By the end, DiAngelo has white Americans muzzled, straitjacketed, tied down,
and chloroformed for good measure—but for what?
And herein is the real problem with White Fragility. DiAngelo does not
see fit to address why all of this agonizing soul-searching is necessary to
forging change in society. One might ask just how a people can be poised for
making change when they have been taught that pretty much anything they say or
think is racist and thus antithetical to the good. What end does all this
self-mortification serve? Impatient with such questions, DiAngelo insists that
“wanting to jump over the hard, personal work and get to ‘solutions’” is a
“foundation of white fragility.” In other words, for DiAngelo, the whole point
is the suffering.

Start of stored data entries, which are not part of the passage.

//! Animation phase bookkeeping.
//!
//! Phases are image indices; a cycle plays from `first` to `last` at its
//! speed factor. Stand and death cycles are offset by one image.
use crate::env::AnimationSet;
use crate::state::{AnimationKind, Bot};

/// Slower than this on both axes, a walking bot switches to standing.
const STAND_SPEED: f32 = 0.1;

/// Advances the bot's animation phase by one frame of `dt` seconds.
pub fn animate(bot: &mut Bot, set: &AnimationSet, dt: f32) {
    let anim = &mut bot.animation;
    match anim.kind {
        AnimationKind::Walk => {
            anim.phase += dt * set.walk.speed;
            if anim.phase >= set.walk.last {
                anim.phase = 0.0;
            }
            if bot.speed.x.abs() < STAND_SPEED && bot.speed.y.abs() < STAND_SPEED {
                anim.kind = AnimationKind::Stand;
                anim.phase = set.stand.first - 1.0;
            }
        }
        AnimationKind::Attack => {
            anim.phase += dt * set.attack.speed;
            if anim.phase >= set.attack.last {
                anim.kind = AnimationKind::Walk;
                anim.phase = 0.0;
            }
        }
        AnimationKind::GetHit => {
            anim.phase += dt * set.gethit.speed;
            if anim.phase >= set.gethit.last {
                anim.kind = AnimationKind::Walk;
                anim.phase = 0.0;
            }
        }
        AnimationKind::Death => {
            anim.phase += dt * set.death.speed;
            if anim.phase >= set.death.last - 1.0 {
                anim.phase = set.death.last - 1.0;
            }
        }
        AnimationKind::Stand => {
            anim.phase += dt * set.stand.speed;
            if anim.phase >= set.stand.last - 1.0 {
                anim.phase = set.stand.first - 1.0;
            }
        }
    }
}

/// Plays the get-hit cycle, if the droid type has one.
pub fn start_gethit(bot: &mut Bot, set: &AnimationSet) {
    if set.gethit.frames() > 0.0 {
        bot.animation.kind = AnimationKind::GetHit;
        bot.animation.phase = set.gethit.first + 0.1;
    }
}

/// Plays the attack cycle, if the droid type has more than one attack image.
pub fn start_attack(bot: &mut Bot, set: &AnimationSet) -> bool {
    if set.attack.frames() > 1.0 {
        bot.animation.kind = AnimationKind::Attack;
        bot.animation.phase = set.attack.first + 0.1;
        return true;
    }
    false
}

pub fn start_death(bot: &mut Bot, set: &AnimationSet) {
    bot.animation.kind = AnimationKind::Death;
    bot.animation.phase = set.death.first - 1.0 + 0.1;
}
//! # Integration Tests
//!
//! Cross-crate tests driving the component the way a host runtime would:
//! registry lookup, validate, construct, read, reconfigure. No real
//! hardware-backed sensor is needed; mocks stand in upstream.

#[cfg(test)]
fn init_tracing() {
    // Only the first test to get here installs the subscriber.
    let _ = observability::init_with_config(observability::ObservabilityConfig {
        log_format: observability::LogFormat::Compact,
        default_log_level: "warn".to_string(),
    });
}

#[cfg(test)]
mod lifecycle_tests {
    use std::sync::Arc;

    use contracts::{ComponentConfig, ComponentError, Dependencies, Registry, Resource, Sensor};
    use distance_calculation::{
        DistanceCalculation, MockOpaqueResource, MockSensor, CENTIMETERS_READING, INCHES_READING,
    };
    use serde_json::Value;

    fn registry() -> Registry {
        let mut registry = Registry::new();
        DistanceCalculation::register(&mut registry);
        registry
    }

    fn config() -> ComponentConfig {
        ComponentConfig::new("calc", DistanceCalculation::MODEL.to_string())
            .with_attribute("sensor", "ultrasonic")
    }

    fn deps_with(resource: Arc<dyn Resource>) -> Dependencies {
        let mut deps = Dependencies::new();
        deps.insert(resource.name().clone(), resource);
        deps
    }

    /// Full host-driven lifecycle: validate collects the implicit
    /// dependency, construct binds it, a read converts its value.
    #[tokio::test]
    async fn test_registry_lifecycle() {
        crate::init_tracing();
        let registry = registry();
        let config = config();

        let implicit = registry.validate(&config).unwrap();
        assert_eq!(implicit, vec!["ultrasonic"]);

        let deps = deps_with(Arc::new(MockSensor::new("ultrasonic", 1.0)));
        let component = registry.construct(&config, &deps).unwrap();
        let sensor = component.as_sensor().expect("component is a sensor");

        let readings = sensor.get_readings(None, None).await.unwrap();
        assert_eq!(readings.len(), 2);
        assert_eq!(
            readings.get(CENTIMETERS_READING).and_then(Value::as_f64),
            Some(100.0)
        );
        assert_eq!(
            readings.get(INCHES_READING).and_then(Value::as_f64),
            Some(39.37)
        );
    }

    #[test]
    fn test_unknown_model_rejected() {
        let registry = registry();
        let config = ComponentConfig::new("calc", "atacke:distance-calculation:laser")
            .with_attribute("sensor", "ultrasonic");
        let err = registry.validate(&config).unwrap_err();
        assert!(matches!(err, ComponentError::ModelNotFound { .. }));
    }

    #[test]
    fn test_validation_rejects_malformed_config_before_binding() {
        let registry = registry();

        let missing = ComponentConfig::new("calc", DistanceCalculation::MODEL.to_string());
        assert!(matches!(
            registry.validate(&missing).unwrap_err(),
            ComponentError::ConfigValidation { .. }
        ));

        let mistyped = ComponentConfig::new("calc", DistanceCalculation::MODEL.to_string())
            .with_attribute("sensor", 42);
        assert!(matches!(
            registry.validate(&mistyped).unwrap_err(),
            ComponentError::ConfigValidation { .. }
        ));
    }

    #[test]
    fn test_construct_fails_against_wrong_capability() {
        let registry = registry();
        let deps = deps_with(Arc::new(MockOpaqueResource::new("ultrasonic")));
        let err = registry.construct(&config(), &deps).unwrap_err();
        assert!(
            matches!(&err, ComponentError::Binding { dependency, .. } if dependency == "ultrasonic"),
            "got: {err}"
        );
    }

    /// An upstream failure surfaces as an error, never as an empty map.
    #[tokio::test]
    async fn test_upstream_failure_is_never_an_empty_success() {
        let registry = registry();
        let sensor = Arc::new(MockSensor::new("ultrasonic", 1.0));
        let deps = deps_with(Arc::clone(&sensor) as Arc<dyn Resource>);

        let component = registry.construct(&config(), &deps).unwrap();
        let as_sensor = component.as_sensor().unwrap();

        sensor.set_fail_reads(true);
        let result = as_sensor.get_readings(None, None).await;
        assert!(matches!(result, Err(ComponentError::Read { .. })));
    }

    #[tokio::test]
    async fn test_optional_capabilities_always_unsupported() {
        let registry = registry();
        let deps = deps_with(Arc::new(MockSensor::new("ultrasonic", 1.0)));
        let component = registry.construct(&config(), &deps).unwrap();

        let err = component
            .do_command(&Default::default(), None)
            .await
            .unwrap_err();
        assert!(matches!(err, ComponentError::Unsupported { .. }));

        let err = component.get_geometries(None, None).await.unwrap_err();
        assert!(matches!(err, ComponentError::Unsupported { .. }));
    }
}

#[cfg(test)]
mod concurrency_tests {
    use std::sync::atomic::{AtomicBool, AtomicU64, Ordering};
    use std::sync::Arc;

    use contracts::{ComponentConfig, Dependencies, Resource, Sensor};
    use distance_calculation::{
        DistanceCalculation, MockSensor, CENTIMETERS_READING, INCHES_READING,
        METER_TO_CENTIMETER_MULTIPLE, METER_TO_INCH_MULTIPLE,
    };
    use serde_json::Value;

    const OLD_DISTANCE: f64 = 1.0;
    const NEW_DISTANCE: f64 = 2.0;

    fn config_for(dependency: &str) -> ComponentConfig {
        ComponentConfig::new("calc", DistanceCalculation::MODEL.to_string())
            .with_attribute("sensor", dependency)
    }

    /// Readers racing rebinds must observe one consistent handle per read:
    /// both output entries always derive from the same upstream value.
    #[tokio::test(flavor = "multi_thread", worker_threads = 4)]
    async fn test_reads_racing_rebinds_stay_consistent() {
        crate::init_tracing();
        let mut deps = Dependencies::new();
        deps.insert(
            "ultrasonic".into(),
            Arc::new(MockSensor::new("ultrasonic", OLD_DISTANCE)) as Arc<dyn Resource>,
        );
        deps.insert(
            "laser".into(),
            Arc::new(MockSensor::new("laser", NEW_DISTANCE)) as Arc<dyn Resource>,
        );
        let deps = Arc::new(deps);

        let component =
            Arc::new(DistanceCalculation::new(&config_for("ultrasonic"), &deps).unwrap());

        let stop = Arc::new(AtomicBool::new(false));
        let reads = Arc::new(AtomicU64::new(0));

        let mut readers = Vec::new();
        for _ in 0..4 {
            let component = Arc::clone(&component);
            let stop = Arc::clone(&stop);
            let reads = Arc::clone(&reads);
            readers.push(tokio::spawn(async move {
                while !stop.load(Ordering::SeqCst) {
                    let readings = component.get_readings(None, None).await.unwrap();
                    let cm = readings
                        .get(CENTIMETERS_READING)
                        .and_then(Value::as_f64)
                        .unwrap();
                    let inches = readings
                        .get(INCHES_READING)
                        .and_then(Value::as_f64)
                        .unwrap();

                    // Exactly the old pair or the new pair, never a mix.
                    let meters = if cm == OLD_DISTANCE * METER_TO_CENTIMETER_MULTIPLE {
                        OLD_DISTANCE
                    } else if cm == NEW_DISTANCE * METER_TO_CENTIMETER_MULTIPLE {
                        NEW_DISTANCE
                    } else {
                        panic!("centimeters from neither bound sensor: {cm}");
                    };
                    assert_eq!(inches, meters * METER_TO_INCH_MULTIPLE);

                    reads.fetch_add(1, Ordering::SeqCst);
                    tokio::task::yield_now().await;
                }
            }));
        }

        let rebinder = {
            let component = Arc::clone(&component);
            let deps = Arc::clone(&deps);
            tokio::spawn(async move {
                for round in 0..200u32 {
                    let dependency = if round % 2 == 0 { "laser" } else { "ultrasonic" };
                    component
                        .reconfigure(&config_for(dependency), &deps)
                        .unwrap();
                    tokio::task::yield_now().await;
                }
            })
        };

        rebinder.await.unwrap();
        stop.store(true, Ordering::SeqCst);
        for reader in readers {
            reader.await.unwrap();
        }

        assert!(reads.load(Ordering::SeqCst) > 0, "readers never ran");
    }

    /// A failed rebind mid-traffic leaves the old handle serving reads.
    #[tokio::test]
    async fn test_failed_rebind_mid_traffic_keeps_old_binding() {
        let old = Arc::new(MockSensor::new("ultrasonic", OLD_DISTANCE));
        let mut deps = Dependencies::new();
        deps.insert(old.name().clone(), Arc::clone(&old) as Arc<dyn Resource>);

        let component = DistanceCalculation::new(&config_for("ultrasonic"), &deps).unwrap();

        // Host forgot to resolve the new dependency.
        component
            .reconfigure(&config_for("laser"), &Dependencies::new())
            .unwrap_err();

        let readings = component.get_readings(None, None).await.unwrap();
        assert_eq!(
            readings.get(CENTIMETERS_READING).and_then(Value::as_f64),
            Some(OLD_DISTANCE * METER_TO_CENTIMETER_MULTIPLE)
        );
        assert_eq!(old.read_count(), 1);
    }
}
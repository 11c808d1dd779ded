//! # Observability
//!
//! Tracing initialization for module binaries and test harnesses.
//!
//! The component crates only emit `tracing` events; installing a
//! subscriber is the embedding process's job and happens exactly once,
//! through [`init`] or [`init_with_config`].
//!
//! ## Usage
//!
//! ```ignore
//! observability::init()?;
//! ```

use anyhow::{Context, Result};
use tracing_subscriber::{fmt, layer::SubscriberExt, util::SubscriberInitExt, EnvFilter};

/// Initialize tracing with the default configuration (JSON output,
/// `RUST_LOG`-overridable `info` level).
pub fn init() -> Result<()> {
    init_with_config(ObservabilityConfig::default())
}

/// Observability configuration
#[derive(Debug, Clone)]
pub struct ObservabilityConfig {
    /// Log output format
    pub log_format: LogFormat,
    /// Default log level when `RUST_LOG` is unset
    pub default_log_level: String,
}

impl Default for ObservabilityConfig {
    fn default() -> Self {
        Self {
            log_format: LogFormat::Json,
            default_log_level: "info".to_string(),
        }
    }
}

/// Log output format
#[derive(Debug, Clone, Copy, Default)]
pub enum LogFormat {
    /// JSON structured logs
    #[default]
    Json,
    /// Human-readable multi-line format
    Pretty,
    /// Compact single-line format
    Compact,
}

/// Initialize tracing with a custom configuration.
///
/// # Errors
/// Fails if a global subscriber is already installed.
pub fn init_with_config(config: ObservabilityConfig) -> Result<()> {
    let filter = EnvFilter::try_from_default_env()
        .unwrap_or_else(|_| EnvFilter::new(&config.default_log_level));

    match config.log_format {
        LogFormat::Json => {
            let fmt_layer = fmt::layer()
                .json()
                .with_target(true)
                .with_file(true)
                .with_line_number(true);

            tracing_subscriber::registry()
                .with(filter)
                .with(fmt_layer)
                .try_init()
                .context("Failed to initialize tracing subscriber")?;
        }
        LogFormat::Pretty => {
            let fmt_layer = fmt::layer().pretty();

            tracing_subscriber::registry()
                .with(filter)
                .with(fmt_layer)
                .try_init()
                .context("Failed to initialize tracing subscriber")?;
        }
        LogFormat::Compact => {
            let fmt_layer = fmt::layer().compact();

            tracing_subscriber::registry()
                .with(filter)
                .with(fmt_layer)
                .try_init()
                .context("Failed to initialize tracing subscriber")?;
        }
    }

    tracing::info!(log_format = ?config.log_format, "observability initialized");
    Ok(())
}
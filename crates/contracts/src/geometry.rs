//! Spatial description types returned by `get_geometries`.

use serde::{Deserialize, Serialize};

/// 3D vector, units meters
#[derive(Debug, Clone, Copy, Default, PartialEq, Serialize, Deserialize)]
pub struct Vector3 {
    pub x: f64,
    pub y: f64,
    pub z: f64,
}

/// Geometry of a component relative to its mounting frame.
#[derive(Debug, Clone, Serialize, Deserialize)]
pub struct Geometry {
    /// Human-readable label
    pub label: String,

    /// Center point of the geometry
    pub center: Vector3,
}
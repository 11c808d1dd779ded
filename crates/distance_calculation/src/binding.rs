//! Upstream sensor binding
//!
//! The binding is the one resource shared between the reconfiguration path
//! and the read path, so it is modeled as an explicit state machine
//! (Unbound -> Bound -> Rebinding -> Bound) behind an [`ArcSwap`]:
//! readers take a whole-state snapshot without locking, writers swap whole
//! states atomically. A read that starts during a rebind completes against
//! the previous handle; no reader can observe a half-replaced binding.

use std::sync::{Arc, Mutex, PoisonError};

use arc_swap::ArcSwap;
use contracts::{ComponentConfig, ComponentError, Dependencies, Resource, ResourceName, Sensor};
use tracing::debug;

use crate::config::SENSOR_ATTRIBUTE;

/// Binding lifecycle state.
///
/// `Rebinding` carries the previous handle so reads issued mid-rebind keep
/// a consistent upstream until the new handle is published.
pub enum BindingState {
    /// No upstream bound yet; reads fail
    Unbound,

    /// Steady state
    Bound {
        dependency: ResourceName,
        source: Arc<dyn Sensor>,
    },

    /// A reconfiguration is resolving a new handle
    Rebinding {
        dependency: ResourceName,
        previous: Arc<dyn Sensor>,
    },
}

/// Atomically replaceable handle to the upstream sensor.
pub struct SensorBinding {
    state: ArcSwap<BindingState>,
    // Serializes writers; readers never take this.
    rebind_lock: Mutex<()>,
}

impl SensorBinding {
    pub fn new() -> Self {
        Self {
            state: ArcSwap::from_pointee(BindingState::Unbound),
            rebind_lock: Mutex::new(()),
        }
    }

    /// Snapshot the handle a read should use.
    ///
    /// # Errors
    /// [`ComponentError::Binding`] while unbound.
    pub fn current(&self) -> Result<Arc<dyn Sensor>, ComponentError> {
        match &*self.state.load_full() {
            BindingState::Unbound => Err(ComponentError::binding(
                SENSOR_ATTRIBUTE,
                "no upstream sensor is bound; reconfigure the component first",
            )),
            BindingState::Bound { source, .. } => Ok(Arc::clone(source)),
            BindingState::Rebinding { previous, .. } => Ok(Arc::clone(previous)),
        }
    }

    /// Replace the bound handle from a new configuration.
    ///
    /// Idempotent and re-entrant: the host may call this on every
    /// configuration change. On failure the previous state is restored
    /// exactly, so a failed rebind never leaves a partially-bound handle.
    pub fn rebind(
        &self,
        config: &ComponentConfig,
        dependencies: &Dependencies,
    ) -> Result<(), ComponentError> {
        let _guard = self
            .rebind_lock
            .lock()
            .unwrap_or_else(PoisonError::into_inner);

        let dependency: ResourceName = config
            .str_attribute(SENSOR_ATTRIBUTE)
            .ok_or_else(|| {
                ComponentError::config_validation(
                    SENSOR_ATTRIBUTE,
                    "is required in the configuration and must be a string",
                )
            })?
            .into();

        debug!(dependency = %dependency, "rebinding upstream sensor");

        let previous = self.state.load_full();
        if let BindingState::Bound {
            dependency: bound_dependency,
            source,
        } = &*previous
        {
            // Keep the old handle readable while the new one resolves.
            self.state.store(Arc::new(BindingState::Rebinding {
                dependency: bound_dependency.clone(),
                previous: Arc::clone(source),
            }));
        }

        match resolve(&dependency, dependencies) {
            Ok(source) => {
                self.state
                    .store(Arc::new(BindingState::Bound { dependency, source }));
                Ok(())
            }
            Err(err) => {
                self.state.store(previous);
                Err(err)
            }
        }
    }
}

impl Default for SensorBinding {
    fn default() -> Self {
        Self::new()
    }
}

/// Look up the named dependency and narrow it to the sensor capability.
fn resolve(
    dependency: &ResourceName,
    dependencies: &Dependencies,
) -> Result<Arc<dyn Sensor>, ComponentError> {
    let resource = dependencies.get(dependency.as_str()).ok_or_else(|| {
        ComponentError::binding(dependency.as_str(), "not found during reconfiguration")
    })?;

    Arc::clone(resource).as_sensor().ok_or_else(|| {
        ComponentError::binding(
            dependency.as_str(),
            "does not implement the sensor capability",
        )
    })
}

And note the scare quotes around solutions, as if
wanting such a thing were somehow ridiculous.
A
corollary question is why Black people need to be treated the way DiAngelo
assumes we do. The very assumption is deeply condescending to all proud Black
people. In my life, racism has affected me now and then at the margins, in very
occasional social ways, but has had no effect on my access to societal
resources; if anything, it has made them more available to me than they would
have been otherwise. Nor should anyone dismiss me as a rara avis. Being middle
class, upwardly mobile, and Black has been quite common during my existence
since the mid-1960s, and to deny this is to assert that affirmative action for
Black people did not work.
In
2020—as opposed to 1920—I neither need nor want anyone to muse on how whiteness
privileges them over me. Nor do I need wider society to undergo teachings in
how to be exquisitely sensitive about my feelings. I see no connection between
DiAngelo’s brand of reeducation and vigorous, constructive activism in the real
world on issues of import to the Black community. And I cannot imagine that any
Black readers could willingly submit themselves to DiAngelo’s ideas while
considering themselves adults of ordinary self-regard and strength. Few books
about race have more openly infantilized Black people than this supposedly
authoritative tome.
Or
simply dehumanized us. DiAngelo preaches that Black History Month errs in that
it “takes whites out of the equation”—which means that it doesn’t focus enough
on racism. Claims like this get a rise out of a certain kind of room, but
apparently DiAngelo wants Black History Month to consist of glum recitations of
white perfidy. This would surely help assuage DiAngelo’s sense of complicity in
our problems, but does she consider what a slog this gloomy, knit-browed
Festivus of a holiday would be for actual Black people? Too much of White
Fragility has the problem of elevating rhetorical texture over common
sense.
White Fragility is, in the end, a book about how to make certain educated
white readers feel better about themselves. DiAngelo’s outlook rests upon a
depiction of Black people as endlessly delicate poster children within this
self-gratifying fantasy about how white America needs to think—or, better, stop
thinking. Her answer to white fragility, in other words, entails an elaborate
and pitilessly dehumanizing condescension toward Black people. The sad truth is
that anyone falling under the sway of this blinkered, self-satisfied, punitive
stunt of a primer has been taught, by a well-intentioned but tragically
misguided pastor, how to be racist in a whole new way.
1 comment:
I agree that while the premise of white folks have all absorbed racist ideation, self exploration and flagellation will not solve the problem. Self awareness and examining our emotions and ideas is a good thing, but only if it takes us from our comfort zone into the real world of action and interaction with others. The examination of class, who we align with and why is imperative. Our consumerism, materialistic and individualistic approach to live is also needed to understand and to become anti racist. Without action to change the world to be more equal and just, it’s all B.S.